Our Choice for Distributor of the year: Warner Home Video.
Tomorrow: The top picks of VW Associate Editor John Charles.

Sunday, December 09, 2007

All the Sights and Sounds of the Dark

The January 2008 issue of SIGHT & SOUND is a major one -- not least of all as it concerns me personally. It contains my monthly "NoZone" column (this month devoted to Lindsay Anderson's O LUCKY MAN!, a personal favorite) of course, but also a welcome and instructive letter pertaining to my earlier review of Charles Crichton's excellent THE THIRD SECRET, two different advertisements for my MARIO BAVA ALL THE COLORS OF THE DARK, and also D.K. Holm's much-appreciated review of same. I'm pleased by the fact that this issue contains SIGHT & SOUND's coverage of my favorite film of the year, I'M NOT THERE, as well as their annual survey of the year's best films. The latter has been posted in advance at their website and you can find what I and many other critics have to say about our five picks in a special PDF file downloadable here.

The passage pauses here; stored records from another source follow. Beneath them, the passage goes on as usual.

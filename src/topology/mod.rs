/*!
Topology module

Structure:
- `source`: the async `TopologySource` trait and its implementations (generated fabric,
            topology file).
- `store`: `SnapshotStore`, which holds the latest published simulation report for long-lived
           consumers (watch loop, dashboard).
*/

pub mod source;
pub mod store;

pub use source::{TopologyError, TopologySource};
pub use store::SnapshotStore;
/*!
Spine-leaf underlay and VXLAN overlay simulation.

- `network`: routers, links and the validated fabric.
- `routing`: link-state database, shortest path trees and routing tables.
- `overlay`: segments, tunnel endpoints, tunnel resolution and encapsulation samples.
- `simulation`: the full pipeline from a fabric to a `SimulationReport`.
- `topology`: where fabrics come from and where reports are published.
- `config`: the TOML configuration file.
- `output`: text rendering of reports.
*/

pub mod config;
pub mod network;
pub mod output;
pub mod overlay;
pub mod routing;
pub mod simulation;
pub mod topology;
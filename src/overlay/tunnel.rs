use serde::{Deserialize, Serialize};

use crate::{
    network::node::NodeId,
    overlay::registry::{EndpointId, OverlayRegistry, SegmentId, TunnelEndpoint},
    routing::{spf::PathCost, table::RoutingTables},
};

/// Resolved overlay tunnel between two endpoints of a segment.
///
/// `hops` lists the routers after the source router, ending with the destination router, so a
/// tunnel across one spine has two hops. Unreachable tunnels have no hops and no cost.
#[derive(Debug, Clone, PartialEq, Eq, Serialize, Deserialize)]
pub struct Tunnel {
    pub segment: SegmentId,
    pub source: EndpointId,
    pub destination: EndpointId,
    pub source_router: NodeId,
    pub destination_router: NodeId,
    pub hops: Vec<NodeId>,
    pub cost: Option<PathCost>,
    pub reachable: bool,
}

impl Tunnel {
    /// Full router path including the source router, `None` when unreachable.
    pub fn path(&self) -> Option<Vec<NodeId>> {
        self.reachable.then(|| {
            std::iter::once(self.source_router.clone())
                .chain(self.hops.iter().cloned())
                .collect()
        })
    }
}

/// Informational remarks produced while resolving, never fatal.
#[derive(Debug, Clone, PartialEq, Eq, Serialize, Deserialize)]
#[serde(tag = "kind", rename_all = "snake_case")]
pub enum OverlayNote {
    /// Fewer than two members, so no tunnel exists.
    EmptySegment { segment: SegmentId, members: usize },
    UnknownSegment { segment: SegmentId },
}

#[derive(Debug, Clone, Default, PartialEq, Eq, Serialize, Deserialize)]
pub struct TunnelReport {
    pub tunnels: Vec<Tunnel>,
    pub notes: Vec<OverlayNote>,
}

impl TunnelReport {
    pub fn for_segment(&self, segment: SegmentId) -> impl Iterator<Item = &Tunnel> {
        self.tunnels
            .iter()
            .filter(move |tunnel| tunnel.segment == segment)
    }

    pub fn unreachable(&self) -> impl Iterator<Item = &Tunnel> {
        self.tunnels.iter().filter(|tunnel| !tunnel.reachable)
    }

    fn extend(&mut self, other: TunnelReport) {
        self.tunnels.extend(other.tunnels);
        self.notes.extend(other.notes);
    }
}

/// Follow the next-hop chain from the source endpoint's router to the destination endpoint's
/// router. The total cost is taken from the source router's table, not re-summed.
pub fn resolve_tunnel(
    tables: &RoutingTables,
    segment: SegmentId,
    source: &TunnelEndpoint,
    destination: &TunnelEndpoint,
) -> Tunnel {
    let mut tunnel = Tunnel {
        segment,
        source: source.id.clone(),
        destination: destination.id.clone(),
        source_router: source.router.clone(),
        destination_router: destination.router.clone(),
        hops: Vec::new(),
        cost: None,
        reachable: false,
    };
    let target = &destination.router;

    if tables.table(&source.router).is_none() || tables.table(target).is_none() {
        tracing::debug!(%segment, source = %source.id, destination = %destination.id, "endpoint on a router without routing table");
        return tunnel;
    }

    if source.router == *target {
        tunnel.cost = Some(0);
        tunnel.reachable = true;
        return tunnel;
    }

    let Some(route) = tables
        .table(&source.router)
        .and_then(|table| table.route(target))
    else {
        tracing::debug!(%segment, source = %source.id, destination = %destination.id, "no underlay route");
        return tunnel;
    };

    let mut hops = Vec::new();
    let mut current = &source.router;
    while current != target {
        if hops.len() >= tables.len() {
            tracing::warn!(%segment, source = %source.id, destination = %destination.id, "next-hop chain loops, tunnel marked unreachable");
            return tunnel;
        }
        let Some(next_hop) = tables.table(current).and_then(|table| table.next_hop(target)) else {
            tracing::debug!(%segment, router = %current, %target, "next-hop chain broken");
            return tunnel;
        };
        hops.push(next_hop.clone());
        current = next_hop;
    }

    tunnel.hops = hops;
    tunnel.cost = Some(route.cost);
    tunnel.reachable = true;
    tunnel
}

/// Resolve every unordered endpoint pair of one segment.
pub fn resolve_segment(
    registry: &OverlayRegistry,
    tables: &RoutingTables,
    segment: SegmentId,
) -> TunnelReport {
    let mut report = TunnelReport::default();
    let Some(entry) = registry.segment(segment) else {
        report.notes.push(OverlayNote::UnknownSegment { segment });
        return report;
    };
    if entry.members.len() < 2 {
        tracing::info!(%segment, members = entry.members.len(), "segment has fewer than two members, no tunnels");
        report.notes.push(OverlayNote::EmptySegment {
            segment,
            members: entry.members.len(),
        });
        return report;
    }

    report.tunnels = registry
        .pairs(segment)
        .into_iter()
        .map(|(source, destination)| resolve_tunnel(tables, segment, source, destination))
        .collect();

    let unreachable = report.unreachable().count();
    if unreachable > 0 {
        tracing::warn!(%segment, unreachable, "segment has unreachable tunnels");
    }
    report
}

/// Resolve all segments, in segment id order.
pub fn resolve_all(registry: &OverlayRegistry, tables: &RoutingTables) -> TunnelReport {
    let mut report = TunnelReport::default();
    for segment in registry.segments() {
        report.extend(resolve_segment(registry, tables, segment.id));
    }
    report
}
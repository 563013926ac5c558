use std::collections::BTreeMap;

use serde::{Deserialize, Serialize};

use crate::network::{
    fabric::{ConfigurationError, Fabric, TopologySpec},
    link::LinkCost,
    node::NodeId,
};

/// One adjacency as advertised by a router.
#[derive(Debug, Clone, PartialEq, Eq, PartialOrd, Ord, Serialize, Deserialize)]
pub struct Adjacency {
    pub neighbor: NodeId,
    pub cost: LinkCost,
}

/// Router-LSA equivalent: a router and the neighbors it can reach directly.
#[derive(Debug, Clone, PartialEq, Eq, Serialize, Deserialize)]
pub struct LinkStateRecord {
    pub router: NodeId,
    /// Sorted by neighbor id, one entry per neighbor.
    pub adjacencies: Vec<Adjacency>,
}

impl LinkStateRecord {
    pub fn cost_to(&self, neighbor: &NodeId) -> Option<LinkCost> {
        self.adjacencies
            .binary_search_by(|adjacency| adjacency.neighbor.cmp(neighbor))
            .ok()
            .map(|index| self.adjacencies[index].cost)
    }
}

/// Fully converged link-state database: every router sees every record.
#[derive(Debug, Clone, Default, PartialEq, Eq, Serialize, Deserialize)]
pub struct LinkStateDatabase {
    records: BTreeMap<NodeId, LinkStateRecord>,
}

impl LinkStateDatabase {
    /// Build one record per node of the fabric. Every link shows up in the records of both
    /// endpoints with the cost of the respective direction. Parallel links collapse into the
    /// cheapest cost per direction.
    pub fn synthesize(fabric: &Fabric) -> Self {
        let mut costs: BTreeMap<NodeId, BTreeMap<NodeId, LinkCost>> = fabric
            .nodes()
            .into_iter()
            .map(|node| (node.id.clone(), BTreeMap::new()))
            .collect();

        for link in fabric.links() {
            let reverse = link.reverse_cost.unwrap_or(link.cost);
            for (from, to, cost) in [(&link.a, &link.b, link.cost), (&link.b, &link.a, reverse)] {
                let Some(adjacent) = costs.get_mut(from) else {
                    continue;
                };
                adjacent
                    .entry(to.clone())
                    .and_modify(|existing| *existing = (*existing).min(cost))
                    .or_insert(cost);
            }
        }

        let records = costs
            .into_iter()
            .map(|(router, adjacent)| {
                let adjacencies = adjacent
                    .into_iter()
                    .map(|(neighbor, cost)| Adjacency { neighbor, cost })
                    .collect();
                (router.clone(), LinkStateRecord { router, adjacencies })
            })
            .collect();

        let lsdb = Self { records };
        tracing::debug!(
            routers = lsdb.records.len(),
            adjacencies = lsdb.adjacency_count(),
            "synthesized link-state database"
        );
        lsdb
    }

    /// Validate a raw topology and synthesize its database.
    pub fn from_spec(spec: &TopologySpec) -> Result<Self, ConfigurationError> {
        let fabric = Fabric::from_spec(spec)?;
        Ok(Self::synthesize(&fabric))
    }

    pub fn record(&self, router: &NodeId) -> Option<&LinkStateRecord> {
        self.records.get(router)
    }

    pub fn records(&self) -> impl Iterator<Item = &LinkStateRecord> {
        self.records.values()
    }

    /// Router ids in ascending order.
    pub fn routers(&self) -> impl Iterator<Item = &NodeId> {
        self.records.keys()
    }

    pub fn len(&self) -> usize {
        self.records.len()
    }

    pub fn is_empty(&self) -> bool {
        self.records.is_empty()
    }

    fn adjacency_count(&self) -> usize {
        self.records.values().map(|record| record.adjacencies.len()).sum()
    }
}

#[cfg(test)]
mod tests {
    use super::*;
    use crate::network::{
        link::{Link, LinkSpec},
        node::{Node, Role},
    };

    fn fabric(nodes: &[&str], links: Vec<Link>) -> Fabric {
        let mut fabric = Fabric::new();
        for id in nodes {
            fabric.add_node(Node::new(*id, Role::Host)).unwrap();
        }
        for link in links {
            fabric.add_link(link).unwrap();
        }
        fabric
    }

    #[test]
    fn test_every_link_appears_in_both_records() {
        let fabric = fabric(
            &["A", "B", "C"],
            vec![Link::new("A", "B", 1), Link::new("B", "C", 4)],
        );
        let lsdb = LinkStateDatabase::synthesize(&fabric);

        assert_eq!(lsdb.len(), 3);
        for link in fabric.links() {
            let a = lsdb.record(&link.a).unwrap();
            let b = lsdb.record(&link.b).unwrap();
            assert_eq!(a.cost_to(&link.b), Some(link.cost));
            assert_eq!(b.cost_to(&link.a), Some(link.cost));
        }
        let neighbors: Vec<&str> = lsdb
            .record(&"B".into())
            .unwrap()
            .adjacencies
            .iter()
            .map(|adjacency| adjacency.neighbor.as_str())
            .collect();
        assert_eq!(neighbors, vec!["A", "C"]);
    }

    #[test]
    fn test_asymmetric_costs_are_kept_per_direction() {
        let fabric = fabric(&["A", "B"], vec![Link::asymmetric("A", "B", 3, 8)]);
        let lsdb = LinkStateDatabase::synthesize(&fabric);

        assert_eq!(lsdb.record(&"A".into()).unwrap().cost_to(&"B".into()), Some(3));
        assert_eq!(lsdb.record(&"B".into()).unwrap().cost_to(&"A".into()), Some(8));
    }

    #[test]
    fn test_isolated_node_gets_empty_record() {
        let fabric = fabric(&["A", "B", "lonely"], vec![Link::new("A", "B", 1)]);
        let lsdb = LinkStateDatabase::synthesize(&fabric);

        let record = lsdb.record(&"lonely".into()).unwrap();
        assert!(record.adjacencies.is_empty());
    }

    #[test]
    fn test_parallel_links_collapse_to_cheapest() {
        let fabric = fabric(
            &["A", "B"],
            vec![Link::new("A", "B", 10), Link::asymmetric("B", "A", 6, 12)],
        );
        let lsdb = LinkStateDatabase::synthesize(&fabric);

        let a = lsdb.record(&"A".into()).unwrap();
        assert_eq!(a.adjacencies.len(), 1);
        assert_eq!(a.cost_to(&"B".into()), Some(10));
        assert_eq!(lsdb.record(&"B".into()).unwrap().cost_to(&"A".into()), Some(6));
    }

    #[test]
    fn test_from_spec_reports_configuration_errors() {
        let spec = TopologySpec {
            nodes: vec![Node::new("A", Role::Host)],
            links: vec![LinkSpec::new("A", "ghost", 1)],
        };
        assert!(matches!(
            LinkStateDatabase::from_spec(&spec),
            Err(ConfigurationError::UnknownNode { .. })
        ));

        let spec = TopologySpec {
            nodes: vec![Node::new("A", Role::Host), Node::new("A", Role::Spine)],
            links: vec![],
        };
        assert_eq!(
            LinkStateDatabase::from_spec(&spec),
            Err(ConfigurationError::DuplicateNode("A".into()))
        );
    }
}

Thursday, December 06, 2007

The Best Are Still to Come

It's been quiet here of late, but rest assured I've been busily blogging -- it's just that the end results aren't ready for posting yet. I'm using my spare time these days, of which there's little, to organize Video WatchBlog's year-end lists of VW's Favorite DVDs of 2007, which I'll begin posting next week.

I already have some guest lists in hand -- from associate editor John Charles and contributors Richard Harland Smith and David Kalat, and others should be forthcoming -- and I'm finalizing a few lists of my own. I think the fairest way to approach my own lists is to organize them into at least three groupings: Stand Alone Titles, Box Sets, and a separate list of Notable Restorations. These will be mostly domestic releases but there will also be some Imports mixed in. If HD/Blu-ray releases ever get up to what I consider speed (and they did make an advance this year, particularly with the Kubrick Collection and Anchor Bay's recent rash of horror titles), I'll have to start herding them into an exclusive list as well. Naturally, all of my lists are predicated on what might be termed "natural selection," because there's a vast number of discs there simply wasn't time or the ready desire to see. So bias is not only built into the list, but into the nomination process -- I can only write about the best of what I wanted to see in the first place... hence, "Favorite DVDs of 2007," because none of us can promise that our choices are any better than the releases we didn't see.